Extracted data:
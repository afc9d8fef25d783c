//! City-service client.
//!
//! Typed calls against the gateway's service routes. Every request goes
//! through [`SessionController::wrap`], so credentials are attached exactly
//! when a session exists and never assembled here.
//!
//! ## Design
//! - Transport (REST backend): full CRUD; mutations are admin-only
//! - Tourism, air quality, emergency and orchestration views: read-only,
//!   returned as JSON since their shape belongs to the downstream services
//! - Local privilege checks only fail fast for the UI; the gateway is the
//!   authority on what a token may do

pub mod city;
pub mod transport;

pub use transport::{NewTransport, Transport, TransportUpdate};

use reqwest::StatusCode;
use serde::de::DeserializeOwned;
use std::sync::Arc;

use crate::auth::{ApiRequest, AuthError};
use crate::session::SessionController;

/// Errors from city-service calls.
#[derive(Debug, thiserror::Error)]
pub enum ServiceError {
    #[error(transparent)]
    Auth(#[from] AuthError),

    /// Input rejected before any request was sent.
    #[error("invalid input: {0}")]
    Invalid(&'static str),

    #[error("{0} not found")]
    NotFound(String),

    /// Any other non-success status (the gateway reports unavailable
    /// backends as 503).
    #[error("gateway returned {status}: {body}")]
    Gateway { status: StatusCode, body: String },

    #[error("unexpected response body: {0}")]
    Decode(#[source] reqwest::Error),
}

impl ServiceError {
    pub fn user_message(&self) -> String {
        match self {
            Self::Auth(e) => e.user_message(),
            Self::Invalid(what) => format!("Please check your input: {what}."),
            Self::NotFound(what) => format!("{what} not found."),
            Self::Gateway { status, .. } if *status == StatusCode::SERVICE_UNAVAILABLE => {
                "The city service is currently unavailable.".into()
            }
            Self::Gateway { status, .. } => format!("The gateway reported an error ({status})."),
            Self::Decode(_) => "The gateway sent an unexpected response.".into(),
        }
    }
}

/// Client for the gateway's city-service routes.
#[derive(Clone)]
pub struct CityClient {
    session: Arc<SessionController>,
}

impl CityClient {
    pub fn new(session: Arc<SessionController>) -> Self {
        Self { session }
    }

    pub fn session(&self) -> &SessionController {
        &self.session
    }

    /// Check if the gateway answers its health endpoint.
    pub async fn gateway_health(&self) -> bool {
        matches!(
            self.session.wrap(ApiRequest::get("/health")).await,
            Ok(resp) if resp.status().is_success()
        )
    }

    /// Send `request` and decode a JSON body, mapping error statuses.
    async fn fetch_json<T: DeserializeOwned>(
        &self,
        request: ApiRequest,
        resource: &str,
    ) -> Result<T, ServiceError> {
        let resp = self.execute(request, resource).await?;
        resp.json::<T>().await.map_err(ServiceError::Decode)
    }

    /// Send `request` and map non-success statuses to errors.
    async fn execute(
        &self,
        request: ApiRequest,
        resource: &str,
    ) -> Result<reqwest::Response, ServiceError> {
        let path = request.path.clone();
        let resp = self.session.wrap(request).await?;
        let status = resp.status();
        if status.is_success() {
            return Ok(resp);
        }

        tracing::debug!(%status, path = %path, "Gateway call failed");
        match status {
            StatusCode::UNAUTHORIZED => Err(AuthError::Authentication { status }.into()),
            StatusCode::FORBIDDEN => Err(AuthError::Forbidden.into()),
            StatusCode::NOT_FOUND => Err(ServiceError::NotFound(resource.to_string())),
            _ => {
                let body = resp.text().await.unwrap_or_default();
                Err(ServiceError::Gateway { status, body })
            }
        }
    }
}

#[cfg(test)]
mod tests {
    use super::*;

    #[test]
    fn unavailable_backend_has_friendly_message() {
        let err = ServiceError::Gateway {
            status: StatusCode::SERVICE_UNAVAILABLE,
            body: "Service transport indisponible".into(),
        };
        assert_eq!(
            err.user_message(),
            "The city service is currently unavailable."
        );
    }

    #[test]
    fn auth_errors_keep_their_message() {
        let err: ServiceError = AuthError::Forbidden.into();
        assert!(err.user_message().contains("administrators"));
    }

    #[test]
    fn not_found_names_the_resource() {
        let err = ServiceError::NotFound("transport 42".into());
        assert_eq!(err.to_string(), "transport 42 not found");
    }
}
//! Smart city dashboard client.
//!
//! Talks to a single API gateway that fronts the city's transport, tourism,
//! air quality and emergency services. The crate owns the client-side
//! session: credential encoding, persistence across restarts, the login /
//! logout / restore state machine, and the authenticated request path every
//! service call goes through.

#![forbid(unsafe_code)]

pub mod auth;
pub mod config;
pub mod services;
pub mod session;

pub use auth::{AuthError, Role, SessionEvent, UserProfile};
pub use config::ClientConfig;
pub use services::{CityClient, ServiceError};
pub use session::SessionController;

Directions for this task:
A complete and exact transcription of the material is required.

Solution to this problem:
repository afc9d8fef25d783c
//! City-service client.
//!
//! Typed calls against the gateway's service routes. Every request goes
//! through [`SessionController::wrap`], so credentials are attached exactly
//! when a session exists and never assembled here.
//!
//! ## Design
//! - Transport (REST backend): full CRUD; mutations are admin-only
//! - Tourism, air quality, emergency and orchestration views: read-only,
//!   returned as JSON since their shape belongs to the downstream services
//! - Local privilege checks only fail fast for the UI; the gateway is the
//!   authority on what a token may do

pub mod city;
pub mod transport;

pub use transport::{NewTransport, Transport, TransportUpdate};

use reqwest::StatusCode;
use serde::de::DeserializeOwned;
use std::sync::Arc;

use crate::auth::{ApiRequest, AuthError};
use crate::session::SessionController;

/// Errors from city-service calls.
#[derive(Debug, thiserror::Error)]
pub enum ServiceError {
    #[error(transparent)]
    Auth(#[from] AuthError),

    /// Input rejected before any request was sent.
    #[error("invalid input: {0}")]
    Invalid(&'static str),

    #[error("{0} not found")]
    NotFound(String),

    /// Any other non-success status (the gateway reports unavailable
    /// backends as 503).
    #[error("gateway returned {status}: {body}")]
    Gateway { status: StatusCode, body: String },

    #[error("unexpected response body: {0}")]
    Decode(#[source] reqwest::Error),
}

impl ServiceError {
    pub fn user_message(&self) -> String {
        match self {
            Self::Auth(e) => e.user_message(),
            Self::Invalid(what) => format!("Please check your input: {what}."),
            Self::NotFound(what) => format!("{what} not found."),
            Self::Gateway { status, .. } if *status == StatusCode::SERVICE_UNAVAILABLE => {
                "The city service is currently unavailable.".into()
            }
            Self::Gateway { status, .. } => format!("The gateway reported an error ({status})."),
            Self::Decode(_) => "The gateway sent an unexpected response.".into(),
        }
    }
}

/// Client for the gateway's city-service routes.
#[derive(Clone)]
pub struct CityClient {
    session: Arc<SessionController>,
}

impl CityClient {
    pub fn new(session: Arc<SessionController>) -> Self {
        Self { session }
    }

    pub fn session(&self) -> &SessionController {
        &self.session
    }

    /// Check if the gateway answers its health endpoint.
    pub async fn gateway_health(&self) -> bool {
        matches!(
            self.session.wrap(ApiRequest::get("/health")).await,
            Ok(resp) if resp.status().is_success()
        )
    }

    /// Send `request` and decode a JSON body, mapping error statuses.
    async fn fetch_json<T: DeserializeOwned>(
        &self,
        request: ApiRequest,
        resource: &str,
    ) -> Result<T, ServiceError> {
        let resp = self.execute(request, resource).await?;
        resp.json::<T>().await.map_err(ServiceError::Decode)
    }

    /// Send `request` and map non-success statuses to errors.
    async fn execute(
        &self,
        request: ApiRequest,
        resource: &str,
    ) -> Result<reqwest::Response, ServiceError> {
        let path = request.path.clone();
        let resp = self.session.wrap(request).await?;
        let status = resp.status();
        if status.is_success() {
            return Ok(resp);
        }

        tracing::debug!(%status, path = %path, "Gateway call failed");
        match status {
            StatusCode::UNAUTHORIZED => Err(AuthError::Authentication { status }.into()),
            StatusCode::FORBIDDEN => Err(AuthError::Forbidden.into()),
            StatusCode::NOT_FOUND => Err(ServiceError::NotFound(resource.to_string())),
            _ => {
                let body = resp.text().await.unwrap_or_default();
                Err(ServiceError::Gateway { status, body })
            }
        }
    }
}

#[cfg(test)]
mod tests {
    use super::*;

    #[test]
    fn unavailable_backend_has_friendly_message() {
        let err = ServiceError::Gateway {
            status: StatusCode::SERVICE_UNAVAILABLE,
            body: "Service transport indisponible".into(),
        };
        assert_eq!(
            err.user_message(),
            "The city service is currently unavailable."
        );
    }

    #[test]
    fn auth_errors_keep_their_message() {
        let err: ServiceError = AuthError::Forbidden.into();
        assert!(err.user_message().contains("administrators"));
    }

    #[test]
    fn not_found_names_the_resource() {
        let err = ServiceError::NotFound("transport 42".into());
        assert_eq!(err.to_string(), "transport 42 not found");
    }
}
//! Smart city dashboard client.
//!
//! Talks to a single API gateway that fronts the city's transport, tourism,
//! air quality and emergency services. The crate owns the client-side
//! session: credential encoding, persistence across restarts, the login /
//! logout / restore state machine, and the authenticated request path every
//! service call goes through.

#![forbid(unsafe_code)]

pub mod auth;
pub mod config;
pub mod services;
pub mod session;

pub use auth::{AuthError, Role, SessionEvent, UserProfile};
pub use config::ClientConfig;
pub use services::{CityClient, ServiceError};
pub use session::SessionController;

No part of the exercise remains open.